En sortant de la projection d'Oppenheimer, j'ai vraiment ressenti un sentiment ambivalent, sans trop savoir si j'avais aimé ou détesté ce que je venais de voir. Sentiment d’ambiguïté qu'on peut rapprocher de manière analogue au personnage d'Oppenheimer dépeint selon Nolan.


Tout d'abord, le film est formellement assez mauvais voire presque indigeste. Les plans ne durent pas plus d'une ou deux secondes empêchant toute lecture correcte des situations, et obligeant à une concentration assez forte avec les sous-titres à lire en même temps. Et surtout ce ne sont ni plus ni moins que de bêtes champs/ contre-champs. Quand on inflige presque 3h de dialogue à son spectateur, on aurait pu réclamer un peu plus d'audace. La mise en scène connaît heureusement quelques petites fulgurances : le discours où Oppenheimer voit son public américain partir en lambeau ou en cendres et se rend enfin compte des dégâts qu'il a permis, est par exemple vraiment très réussi. Le film a d'ailleurs l'élégance et l'intelligence de ne jamais montrer d'image choquante ou violente. Pas de véritable plaidoyer anti-guerre ici par des images crues, même si le film affiche les dangers de la bombe nucléaire tout de même avec ses dernières images.


L'utilisation de la musique est-elle aussi un sacré naufrage. Déjà que le film ne fais pas grand chose pour rendre ses situations et dialogues intelligibles, on rajoute au spectateur des violons, des nappes, des montées de cordes dignes d'un requiem à la moindre scène anecdotique. Pendant tout le film, je n'ai pu m'empêcher de me dire que cette musique omniprésente était toujours là pour rattraper ce que le film n'arrive jamais à créer par lui-même, l'émotion.


Enfin le rythme est lui aussi problématique. Une construction en labyrinthe qui n'apporte finalement pas grand chose au récit. Malgré la performance vraiment réussie de Robert Downey Junior, on se fiche pas mal de ce qui arrive à ce personnage. Son élection ratée n'étant finalement là que pour nous donner la satisfaction de voir le "méchant du film" se prendre les pieds dans le tapis. La galerie de personnes/personnages est finalement un peu trop grande, et un peu fade : on a du mal à voir l'utilité du rôle de certains.
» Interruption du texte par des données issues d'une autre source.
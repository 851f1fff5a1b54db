//! # deck-quiz
//!
//! A terminal quiz generator: pick presentation files, have a generative
//! text service write multiple-choice questions about them, then take the
//! quiz and see your score.
//!
//! ## Usage
//!
//! ```rust,no_run
//! use deck_quiz::{Quiz, QuizError, config};
//!
//! #[tokio::main]
//! async fn main() -> Result<(), QuizError> {
//!     let settings = config::load_settings(None)?;
//!     let mut quiz = Quiz::from_settings(&settings)?;
//!     quiz.add_path("lecture.pptx");
//!     quiz.run().await
//! }
//! ```

mod app;
pub mod config;
pub mod error;
pub mod generator;
pub mod intake;
mod jobs;
pub mod logging;
pub mod models;
pub mod navigator;
pub mod scorer;
pub mod session;
pub mod terminal;
mod ui;

use std::path::Path;
use std::sync::Arc;
use std::time::Duration;

use crossterm::event::{self, Event, KeyCode, KeyEvent, KeyEventKind, KeyModifiers};
use tokio::sync::mpsc;
use tracing::{debug, info};

pub use app::App;
pub use config::Settings;
pub use error::{ConfigError, GenerateError, QuizError, ResponseError};
pub use generator::{ClientSettings, HttpQuestionService, QuestionService};
pub use models::{AnswerMap, QuestionRecord, SessionPhase, UploadedFile};
pub use session::{Command, SessionController, SessionEvent};

use jobs::JobRunner;

const POLL_INTERVAL: Duration = Duration::from_millis(50);

/// A quiz session that can be run in the terminal.
pub struct Quiz {
    app: App,
    service: Arc<dyn QuestionService>,
}

impl Quiz {
    /// Create a quiz backed by any question service.
    pub fn new(service: Arc<dyn QuestionService>) -> Self {
        Self {
            app: App::new(),
            service,
        }
    }

    /// Create a quiz talking to the configured HTTP endpoint.
    pub fn from_settings(settings: &Settings) -> Result<Self, QuizError> {
        let service =
            HttpQuestionService::new(ClientSettings::from(settings)).map_err(QuizError::Client)?;
        Ok(Self::new(Arc::new(service)))
    }

    /// Queue a presentation from disk before the UI starts.
    pub fn add_path<P: AsRef<Path>>(&mut self, path: P) {
        self.app.add_path(path);
    }

    /// Run the quiz in the terminal.
    ///
    /// This takes over the terminal and returns when the user quits.
    /// Must be called from within a Tokio runtime.
    pub async fn run(mut self) -> Result<(), QuizError> {
        let mut term = terminal::init()?;
        let result = run_event_loop(&mut term, &mut self.app, self.service).await;
        terminal::restore()?;
        result
    }

    pub fn app(&self) -> &App {
        &self.app
    }

    pub fn app_mut(&mut self) -> &mut App {
        &mut self.app
    }
}

async fn run_event_loop(
    terminal: &mut terminal::AppTerminal,
    app: &mut App,
    service: Arc<dyn QuestionService>,
) -> Result<(), QuizError> {
    let (tx, mut rx) = mpsc::unbounded_channel::<SessionEvent>();
    let mut jobs = JobRunner::new(service, tx);

    loop {
        while let Ok(settled) = rx.try_recv() {
            jobs.run(app.apply(settled));
        }

        terminal.draw(|frame| ui::render(frame, app))?;

        if !event::poll(POLL_INTERVAL)? {
            tokio::task::yield_now().await;
            continue;
        }
        if let Event::Key(key) = event::read()? {
            if key.kind != KeyEventKind::Press {
                continue;
            }

            if handle_input(app, &mut jobs, key) {
                break;
            }
        }
    }

    if jobs.is_busy() {
        debug!("abandoning in-flight generation on exit");
    }
    jobs.abort();
    info!("quiz closed");
    Ok(())
}

/// Returns true if the app should exit.
fn handle_input(app: &mut App, jobs: &mut JobRunner, key: KeyEvent) -> bool {
    if key.modifiers.contains(KeyModifiers::CONTROL) && key.code == KeyCode::Char('c') {
        return true;
    }

    match app.phase() {
        SessionPhase::Intake => handle_intake_input(app, jobs, key.code),
        SessionPhase::Generating => handle_generating_input(app, jobs, key.code),
        SessionPhase::QuizTaking => handle_quiz_input(app, key.code),
        SessionPhase::Results => handle_result_input(app, jobs, key.code),
    }
}

fn handle_intake_input(app: &mut App, jobs: &mut JobRunner, key: KeyCode) -> bool {
    match key {
        KeyCode::Esc => return true,
        KeyCode::Enter => {
            let path = app.take_input();
            if path.is_empty() {
                jobs.run(app.apply(SessionEvent::Generate));
            } else {
                app.add_path(path);
            }
        }
        KeyCode::Backspace => app.pop_input(),
        KeyCode::Char(c) => app.push_input(c),
        KeyCode::Up => app.select_previous_file(),
        KeyCode::Down => app.select_next_file(),
        KeyCode::Delete => {
            let index = app.selected_file();
            app.apply(SessionEvent::RemoveFile(index));
        }
        _ => {}
    }
    false
}

fn handle_generating_input(app: &mut App, jobs: &mut JobRunner, key: KeyCode) -> bool {
    match key {
        KeyCode::Esc => {
            app.apply(SessionEvent::CancelGeneration);
            jobs.abort();
            false
        }
        KeyCode::Char('q') | KeyCode::Char('Q') => true,
        _ => false,
    }
}

fn handle_quiz_input(app: &mut App, key: KeyCode) -> bool {
    match key {
        KeyCode::Up | KeyCode::Char('k') => app.highlight_previous_option(),
        KeyCode::Down | KeyCode::Char('j') => app.highlight_next_option(),
        KeyCode::Enter | KeyCode::Char(' ') => {
            let option = app.highlighted_option();
            app.select_answer(option);
        }
        KeyCode::Char(c @ ('a'..='e' | 'A'..='E')) => {
            let option = (c.to_ascii_lowercase() as u8 - b'a') as usize;
            app.select_answer(option);
        }
        KeyCode::Left | KeyCode::Char('h') => app.previous_question(),
        KeyCode::Right | KeyCode::Char('l') => app.next_question(),
        KeyCode::Char('f') | KeyCode::Char('F') => {
            app.apply(SessionEvent::Finish);
        }
        KeyCode::Char('q') | KeyCode::Char('Q') => return true,
        _ => {}
    }
    false
}

fn handle_result_input(app: &mut App, jobs: &mut JobRunner, key: KeyCode) -> bool {
    match key {
        KeyCode::Down | KeyCode::Char('j') => app.scroll_results_down(),
        KeyCode::Up | KeyCode::Char('k') => app.scroll_results_up(),
        KeyCode::Char('r') | KeyCode::Char('R') => {
            jobs.abort();
            app.apply(SessionEvent::Reset);
        }
        KeyCode::Char('q') | KeyCode::Char('Q') => return true,
        _ => {}
    }
    false
}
D'autant plus que beaucoup sont campés par des stars (Matt Damon, Rami Malek, Gary Oldman), et rayonnent malheureusement plus que leurs personnages nous faisant sortir du film instantanément. Enfin, les rôles féminins ne sont pas très importants, voir inutiles, et ne servent qu'à mettre en valeur le personnage d'Oppenheimer. Un grand classique du cinéma, mais toujours triste à voir en 2023.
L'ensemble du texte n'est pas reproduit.